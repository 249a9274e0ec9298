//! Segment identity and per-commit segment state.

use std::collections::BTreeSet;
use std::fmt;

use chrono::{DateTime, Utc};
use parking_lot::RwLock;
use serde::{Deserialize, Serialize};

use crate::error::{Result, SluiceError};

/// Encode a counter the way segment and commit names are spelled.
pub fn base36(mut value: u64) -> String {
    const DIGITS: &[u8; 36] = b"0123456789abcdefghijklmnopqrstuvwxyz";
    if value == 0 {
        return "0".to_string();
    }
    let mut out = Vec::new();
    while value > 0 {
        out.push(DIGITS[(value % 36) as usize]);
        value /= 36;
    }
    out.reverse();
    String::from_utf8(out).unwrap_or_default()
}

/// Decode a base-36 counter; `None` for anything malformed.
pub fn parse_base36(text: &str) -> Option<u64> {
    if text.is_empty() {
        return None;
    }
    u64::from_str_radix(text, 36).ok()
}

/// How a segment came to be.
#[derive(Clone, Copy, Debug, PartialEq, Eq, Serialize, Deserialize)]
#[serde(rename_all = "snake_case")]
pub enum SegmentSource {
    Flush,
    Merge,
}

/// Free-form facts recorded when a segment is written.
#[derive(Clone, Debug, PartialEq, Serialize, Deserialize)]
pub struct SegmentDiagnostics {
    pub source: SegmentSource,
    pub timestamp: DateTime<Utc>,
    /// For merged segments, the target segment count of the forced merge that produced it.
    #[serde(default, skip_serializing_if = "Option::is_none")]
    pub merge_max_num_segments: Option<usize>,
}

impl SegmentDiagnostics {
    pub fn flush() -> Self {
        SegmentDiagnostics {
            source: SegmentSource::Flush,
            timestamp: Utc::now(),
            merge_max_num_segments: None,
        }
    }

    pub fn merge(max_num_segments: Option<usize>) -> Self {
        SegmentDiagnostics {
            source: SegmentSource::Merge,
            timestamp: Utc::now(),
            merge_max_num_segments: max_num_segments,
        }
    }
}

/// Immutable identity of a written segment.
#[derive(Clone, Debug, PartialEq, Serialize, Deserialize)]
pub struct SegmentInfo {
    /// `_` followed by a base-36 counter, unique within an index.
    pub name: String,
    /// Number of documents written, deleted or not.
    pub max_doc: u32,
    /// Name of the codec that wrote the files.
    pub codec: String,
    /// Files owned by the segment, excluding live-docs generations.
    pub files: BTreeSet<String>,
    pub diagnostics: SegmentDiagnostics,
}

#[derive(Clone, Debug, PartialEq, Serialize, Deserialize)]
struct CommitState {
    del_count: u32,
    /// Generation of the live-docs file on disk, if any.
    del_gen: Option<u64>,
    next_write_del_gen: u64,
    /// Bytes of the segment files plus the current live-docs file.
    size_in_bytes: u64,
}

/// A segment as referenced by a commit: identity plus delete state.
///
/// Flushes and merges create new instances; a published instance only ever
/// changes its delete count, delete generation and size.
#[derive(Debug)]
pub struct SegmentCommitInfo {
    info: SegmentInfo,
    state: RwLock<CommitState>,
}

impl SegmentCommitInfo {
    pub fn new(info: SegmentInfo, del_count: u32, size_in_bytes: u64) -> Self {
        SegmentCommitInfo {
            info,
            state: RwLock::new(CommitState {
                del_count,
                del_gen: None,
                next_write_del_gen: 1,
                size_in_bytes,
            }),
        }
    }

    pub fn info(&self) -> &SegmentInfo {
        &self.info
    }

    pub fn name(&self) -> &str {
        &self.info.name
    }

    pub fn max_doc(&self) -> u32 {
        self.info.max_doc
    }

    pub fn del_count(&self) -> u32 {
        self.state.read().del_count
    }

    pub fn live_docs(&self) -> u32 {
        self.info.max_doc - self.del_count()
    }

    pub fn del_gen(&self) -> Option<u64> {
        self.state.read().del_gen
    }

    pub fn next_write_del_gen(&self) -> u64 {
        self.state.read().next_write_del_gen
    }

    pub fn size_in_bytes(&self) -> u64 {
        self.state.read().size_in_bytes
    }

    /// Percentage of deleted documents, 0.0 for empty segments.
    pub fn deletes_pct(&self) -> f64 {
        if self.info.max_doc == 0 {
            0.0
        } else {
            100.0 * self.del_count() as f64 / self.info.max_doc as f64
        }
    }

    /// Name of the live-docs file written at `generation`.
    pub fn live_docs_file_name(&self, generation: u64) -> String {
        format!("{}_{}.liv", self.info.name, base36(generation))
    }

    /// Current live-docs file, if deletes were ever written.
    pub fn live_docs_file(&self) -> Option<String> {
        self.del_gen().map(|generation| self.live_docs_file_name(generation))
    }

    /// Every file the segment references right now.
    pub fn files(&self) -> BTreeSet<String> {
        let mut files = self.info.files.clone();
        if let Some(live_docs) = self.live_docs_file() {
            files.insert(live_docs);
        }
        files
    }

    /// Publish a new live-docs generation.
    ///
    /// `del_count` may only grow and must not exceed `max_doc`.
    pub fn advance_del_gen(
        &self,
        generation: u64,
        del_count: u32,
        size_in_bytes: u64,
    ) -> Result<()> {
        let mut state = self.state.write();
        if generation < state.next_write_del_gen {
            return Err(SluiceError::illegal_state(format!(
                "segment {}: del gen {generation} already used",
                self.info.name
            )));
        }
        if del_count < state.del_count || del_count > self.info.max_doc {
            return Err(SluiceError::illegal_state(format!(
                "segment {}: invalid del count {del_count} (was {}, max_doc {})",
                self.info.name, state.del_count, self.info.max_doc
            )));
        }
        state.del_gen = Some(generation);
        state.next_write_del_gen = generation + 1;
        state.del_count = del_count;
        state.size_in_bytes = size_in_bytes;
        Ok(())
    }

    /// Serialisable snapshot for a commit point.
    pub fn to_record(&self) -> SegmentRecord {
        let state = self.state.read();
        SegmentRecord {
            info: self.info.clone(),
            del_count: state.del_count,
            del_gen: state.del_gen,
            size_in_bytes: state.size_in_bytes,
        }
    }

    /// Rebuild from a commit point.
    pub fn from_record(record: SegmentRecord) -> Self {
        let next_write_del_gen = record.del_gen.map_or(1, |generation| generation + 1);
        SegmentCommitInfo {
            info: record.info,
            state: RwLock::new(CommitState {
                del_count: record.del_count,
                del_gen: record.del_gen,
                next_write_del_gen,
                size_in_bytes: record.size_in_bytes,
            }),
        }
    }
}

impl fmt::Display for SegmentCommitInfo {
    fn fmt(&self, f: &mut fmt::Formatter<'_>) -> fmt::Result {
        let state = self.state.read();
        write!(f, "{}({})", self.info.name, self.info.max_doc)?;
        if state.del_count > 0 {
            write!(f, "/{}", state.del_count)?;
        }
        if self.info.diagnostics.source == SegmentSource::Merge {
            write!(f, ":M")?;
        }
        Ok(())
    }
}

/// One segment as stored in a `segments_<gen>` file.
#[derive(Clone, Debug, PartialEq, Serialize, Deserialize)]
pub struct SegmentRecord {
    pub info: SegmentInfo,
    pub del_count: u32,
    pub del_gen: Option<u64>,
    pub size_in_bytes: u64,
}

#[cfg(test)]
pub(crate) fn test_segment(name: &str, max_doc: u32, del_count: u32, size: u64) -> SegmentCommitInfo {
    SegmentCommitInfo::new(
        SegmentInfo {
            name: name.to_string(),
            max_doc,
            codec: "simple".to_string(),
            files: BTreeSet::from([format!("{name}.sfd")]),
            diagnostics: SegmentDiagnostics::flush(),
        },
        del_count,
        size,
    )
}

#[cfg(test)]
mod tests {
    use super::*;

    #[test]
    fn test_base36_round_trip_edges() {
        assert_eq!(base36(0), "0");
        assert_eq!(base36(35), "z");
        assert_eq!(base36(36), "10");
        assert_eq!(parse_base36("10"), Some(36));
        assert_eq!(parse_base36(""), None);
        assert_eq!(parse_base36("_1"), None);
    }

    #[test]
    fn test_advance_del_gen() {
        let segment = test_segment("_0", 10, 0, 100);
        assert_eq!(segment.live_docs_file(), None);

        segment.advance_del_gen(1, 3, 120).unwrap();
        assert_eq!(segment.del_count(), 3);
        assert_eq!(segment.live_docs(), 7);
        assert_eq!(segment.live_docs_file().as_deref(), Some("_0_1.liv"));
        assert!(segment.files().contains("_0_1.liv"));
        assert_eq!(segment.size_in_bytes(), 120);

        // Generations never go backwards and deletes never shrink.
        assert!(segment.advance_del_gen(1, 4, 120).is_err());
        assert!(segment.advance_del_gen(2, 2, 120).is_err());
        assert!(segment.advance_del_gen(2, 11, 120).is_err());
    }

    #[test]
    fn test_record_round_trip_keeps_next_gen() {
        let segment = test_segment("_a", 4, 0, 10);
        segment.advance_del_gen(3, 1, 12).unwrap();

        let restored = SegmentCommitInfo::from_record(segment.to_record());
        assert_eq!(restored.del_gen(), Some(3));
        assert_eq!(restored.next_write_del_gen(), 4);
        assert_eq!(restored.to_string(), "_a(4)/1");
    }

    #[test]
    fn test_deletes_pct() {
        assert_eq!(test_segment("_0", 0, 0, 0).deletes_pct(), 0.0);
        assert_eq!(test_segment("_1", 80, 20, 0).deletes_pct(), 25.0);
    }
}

> Task goal
Up to and including the line with "pub fn base36(mut", print every line of the material above, starting from its first line, exactly.

> Solution to this exercise
repository 249a9274e0ec9298
//! Segment identity and per-commit segment state.

use std::collections::BTreeSet;
use std::fmt;

use chrono::{DateTime, Utc};
use parking_lot::RwLock;
use serde::{Deserialize, Serialize};

use crate::error::{Result, SluiceError};

/// Encode a counter the way segment and commit names are spelled.
pub fn base36(mut value: u64) -> String {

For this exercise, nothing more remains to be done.